Aim of the task: Only the lines of the data below from the one with "to read config" through the one with "if r.width == 0" are wanted. Repeat them exactly.

Given records:
use crate::core::rasterizer::CullMode;
use crate::error::{RenderError, Result};
use crate::pipeline::shaders::ShaderKind;
use serde::Deserialize;
use std::fs;
use std::path::Path;

#[derive(Debug, Clone, Default, Deserialize)]
pub struct Config {
    #[serde(default)]
    pub render: RenderConfig,
    #[serde(default)]
    pub camera: CameraConfig,
    #[serde(default)]
    pub light: LightConfig,
    /// OBJ files to render. Empty means the built-in demo scene.
    #[serde(default)]
    pub meshes: Vec<String>,
}

#[derive(Debug, Clone, Deserialize)]
pub struct RenderConfig {
    // --- Output ---
    #[serde(default = "default_width")]
    pub width: usize,
    #[serde(default = "default_height")]
    pub height: usize,
    #[serde(default = "default_output")]
    pub output: String,
    #[serde(default = "default_zbuffer_output")]
    pub zbuffer_output: String,
    #[serde(default = "default_shadow_output")]
    pub shadow_output: String,
    #[serde(default = "default_false")]
    pub zbuffer: bool,

    // --- Pipeline ---
    #[serde(default = "default_shader")]
    pub shader: ShaderKind,
    #[serde(default = "default_depth")]
    pub depth: f32,
    /// `[x, y, width, height]`; centered three-quarter rectangle when absent.
    #[serde(default)]
    pub viewport: Option<[f32; 4]>,
    #[serde(default)]
    pub cull_mode: CullMode,
    #[serde(default = "default_false")]
    pub wireframe: bool,

    // --- Lighting & Shadows ---
    #[serde(default = "default_shadow_bias")]
    pub shadow_bias: f32,
    #[serde(default = "default_ambient")]
    pub ambient: f32,
}

impl Default for RenderConfig {
    fn default() -> Self {
        Self {
            width: default_width(),
            height: default_height(),
            output: default_output(),
            zbuffer_output: default_zbuffer_output(),
            shadow_output: default_shadow_output(),
            zbuffer: false,
            shader: default_shader(),
            depth: default_depth(),
            viewport: None,
            cull_mode: CullMode::None,
            wireframe: false,
            shadow_bias: default_shadow_bias(),
            ambient: default_ambient(),
        }
    }
}

fn default_width() -> usize {
    800
}
fn default_height() -> usize {
    800
}
fn default_output() -> String {
    "output.tga".to_string()
}
fn default_zbuffer_output() -> String {
    "zbuffer.tga".to_string()
}
fn default_shadow_output() -> String {
    "depth.tga".to_string()
}
fn default_shader() -> ShaderKind {
    ShaderKind::Phong
}
fn default_depth() -> f32 {
    2000.0
}
fn default_shadow_bias() -> f32 {
    40.0
}
fn default_ambient() -> f32 {
    20.0 / 255.0
}
fn default_false() -> bool {
    false
}

#[derive(Debug, Clone, Deserialize)]
pub struct CameraConfig {
    #[serde(default = "default_eye")]
    pub eye: [f32; 3],
    #[serde(default)]
    pub center: [f32; 3],
    #[serde(default = "default_up")]
    pub up: [f32; 3],
}

impl Default for CameraConfig {
    fn default() -> Self {
        Self {
            eye: default_eye(),
            center: [0.0, 0.0, 0.0],
            up: default_up(),
        }
    }
}

fn default_eye() -> [f32; 3] {
    [1.0, 1.0, 3.0]
}
fn default_up() -> [f32; 3] {
    [0.0, 1.0, 0.0]
}

#[derive(Debug, Clone, Deserialize)]
pub struct LightConfig {
    /// Toward the light.
    #[serde(default = "default_light_direction")]
    pub direction: [f32; 3],
}

impl Default for LightConfig {
    fn default() -> Self {
        Self {
            direction: default_light_direction(),
        }
    }
}

fn default_light_direction() -> [f32; 3] {
    [1.0, 1.0, 1.0]
}

impl Config {
    pub fn load<P: AsRef<Path>>(path: P) -> Result<Self> {
        let content = fs::read_to_string(path.as_ref()).map_err(|e| {
            RenderError::Config(format!(
                "failed to read config file {:?}: {e}",
                path.as_ref()
            ))
        })?;
        Self::parse(&content)
    }

    pub fn parse(content: &str) -> Result<Self> {
        let config: Config = toml::from_str(content)
            .map_err(|e| RenderError::Config(format!("failed to parse TOML: {e}")))?;
        config.validate()?;
        Ok(config)
    }

    /// Rejects values no render pass can work with.
    pub fn validate(&self) -> Result<()> {
        let r = &self.render;
        if r.width == 0 || r.height == 0 {
            return Err(RenderError::Config(format!(
                "image size {}x{} is empty",
                r.width, r.height
            )));
        }
        if !(r.depth.is_finite() && r.depth > 0.0) {
            return Err(RenderError::Config(format!(
                "depth range must be positive, got {}",
                r.depth
            )));
        }
        if !r.shadow_bias.is_finite() || r.shadow_bias < 0.0 {
            return Err(RenderError::Config(format!(
                "shadow bias must be non-negative, got {}",
                r.shadow_bias
            )));
        }
        if let Some([_, _, w, h]) = r.viewport
            && (w <= 0.0 || h <= 0.0)
        {
            return Err(RenderError::Config(format!(
                "viewport {w}x{h} is empty"
            )));
        }
        Ok(())
    }
}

Finished exercise:
                "failed to read config file {:?}: {e}",
                path.as_ref()
            ))
        })?;
        Self::parse(&content)
    }

    pub fn parse(content: &str) -> Result<Self> {
        let config: Config = toml::from_str(content)
            .map_err(|e| RenderError::Config(format!("failed to parse TOML: {e}")))?;
        config.validate()?;
        Ok(config)
    }

    /// Rejects values no render pass can work with.
    pub fn validate(&self) -> Result<()> {
        let r = &self.render;
        if r.width == 0 || r.height == 0 {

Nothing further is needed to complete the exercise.